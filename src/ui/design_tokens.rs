// SPDX-License-Identifier: MPL-2.0
//! Design tokens shared by the image component and the demo.
//!
//! ```
//! use iced_lazy_img::ui::design_tokens::{opacity, palette};
//! use iced::Color;
//!
//! let veil = Color {
//!     a: opacity::OVERLAY_MEDIUM,
//!     ..palette::GRAY_900
//! };
//! assert!(veil.a < 1.0);
//! ```

use iced::Color;

// ============================================================================
// Color Palette
// ============================================================================

pub mod palette {
    use super::Color;

    pub const WHITE: Color = Color::WHITE;
    pub const GRAY_900: Color = Color::from_rgb(0.1, 0.1, 0.1);
    pub const GRAY_400: Color = Color::from_rgb(0.4, 0.4, 0.4);
    pub const GRAY_100: Color = Color::from_rgb(0.85, 0.85, 0.85);

    pub const PRIMARY_500: Color = Color::from_rgb(0.3, 0.6, 0.9);

    pub const ERROR_500: Color = Color::from_rgb(0.898, 0.224, 0.208);
    pub const SUCCESS_500: Color = Color::from_rgb(0.263, 0.702, 0.404);
}

// ============================================================================
// Opacity Scale
// ============================================================================

pub mod opacity {
    pub const TRANSPARENT: f32 = 0.0;
    /// Spinner track, disabled hints.
    pub const OVERLAY_SUBTLE: f32 = 0.2;
    pub const OVERLAY_MEDIUM: f32 = 0.5;
    pub const OPAQUE: f32 = 1.0;
}

// ============================================================================
// Spacing Scale
// ============================================================================

pub mod spacing {
    pub const XS: f32 = 8.0;
    pub const SM: f32 = 12.0;
    pub const MD: f32 = 16.0;
}

// ============================================================================
// Sizing
// ============================================================================

pub mod sizing {
    /// Spinner diameter when the host sets none.
    pub const SPINNER_DEFAULT: f32 = 48.0;
    /// Smallest spinner that still reads as one.
    pub const SPINNER_MIN: f32 = 8.0;

    /// Width of the demo's event log panel.
    pub const EVENT_LOG_WIDTH: f32 = 320.0;
}

// ============================================================================
// Typography
// ============================================================================

pub mod typography {
    pub const BODY: f32 = 14.0;
    pub const CAPTION: f32 = 12.0;
}

// ============================================================================
// Compile-time Validation
// ============================================================================

const _: () = {
    assert!(spacing::SM > spacing::XS);
    assert!(spacing::MD > spacing::SM);

    assert!(opacity::TRANSPARENT == 0.0);
    assert!(opacity::OPAQUE == 1.0);
    assert!(opacity::OVERLAY_SUBTLE > 0.0 && opacity::OVERLAY_SUBTLE < opacity::OVERLAY_MEDIUM);

    assert!(sizing::SPINNER_DEFAULT > sizing::SPINNER_MIN);
    assert!(typography::BODY > typography::CAPTION);
};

→ Goal of the exercise:
Write out every line of the material again, exactly as it reads.

→ Written reply:
filename src/ui/design_tokens.rs
// SPDX-License-Identifier: MPL-2.0
//! Design tokens shared by the image component and the demo.
//!
//! ```
//! use iced_lazy_img::ui::design_tokens::{opacity, palette};
//! use iced::Color;
//!
//! let veil = Color {
//!     a: opacity::OVERLAY_MEDIUM,
//!     ..palette::GRAY_900
//! };
//! assert!(veil.a < 1.0);
//! ```

use iced::Color;

// ============================================================================
// Color Palette
// ============================================================================

pub mod palette {
    use super::Color;

    pub const WHITE: Color = Color::WHITE;
    pub const GRAY_900: Color = Color::from_rgb(0.1, 0.1, 0.1);
    pub const GRAY_400: Color = Color::from_rgb(0.4, 0.4, 0.4);
    pub const GRAY_100: Color = Color::from_rgb(0.85, 0.85, 0.85);

    pub const PRIMARY_500: Color = Color::from_rgb(0.3, 0.6, 0.9);

    pub const ERROR_500: Color = Color::from_rgb(0.898, 0.224, 0.208);
    pub const SUCCESS_500: Color = Color::from_rgb(0.263, 0.702, 0.404);
}

// ============================================================================
// Opacity Scale
// ============================================================================

pub mod opacity {
    pub const TRANSPARENT: f32 = 0.0;
    /// Spinner track, disabled hints.
    pub const OVERLAY_SUBTLE: f32 = 0.2;
    pub const OVERLAY_MEDIUM: f32 = 0.5;
    pub const OPAQUE: f32 = 1.0;
}

// ============================================================================
// Spacing Scale
// ============================================================================

pub mod spacing {
    pub const XS: f32 = 8.0;
    pub const SM: f32 = 12.0;
    pub const MD: f32 = 16.0;
}

// ============================================================================
// Sizing
// ============================================================================

pub mod sizing {
    /// Spinner diameter when the host sets none.
    pub const SPINNER_DEFAULT: f32 = 48.0;
    /// Smallest spinner that still reads as one.
    pub const SPINNER_MIN: f32 = 8.0;

    /// Width of the demo's event log panel.
    pub const EVENT_LOG_WIDTH: f32 = 320.0;
}

// ============================================================================
// Typography
// ============================================================================

pub mod typography {
    pub const BODY: f32 = 14.0;
    pub const CAPTION: f32 = 12.0;
}

// ============================================================================
// Compile-time Validation
// ============================================================================

const _: () = {
    assert!(spacing::SM > spacing::XS);
    assert!(spacing::MD > spacing::SM);

    assert!(opacity::TRANSPARENT == 0.0);
    assert!(opacity::OPAQUE == 1.0);
    assert!(opacity::OVERLAY_SUBTLE > 0.0 && opacity::OVERLAY_SUBTLE < opacity::OVERLAY_MEDIUM);

    assert!(sizing::SPINNER_DEFAULT > sizing::SPINNER_MIN);
    assert!(typography::BODY > typography::CAPTION);
};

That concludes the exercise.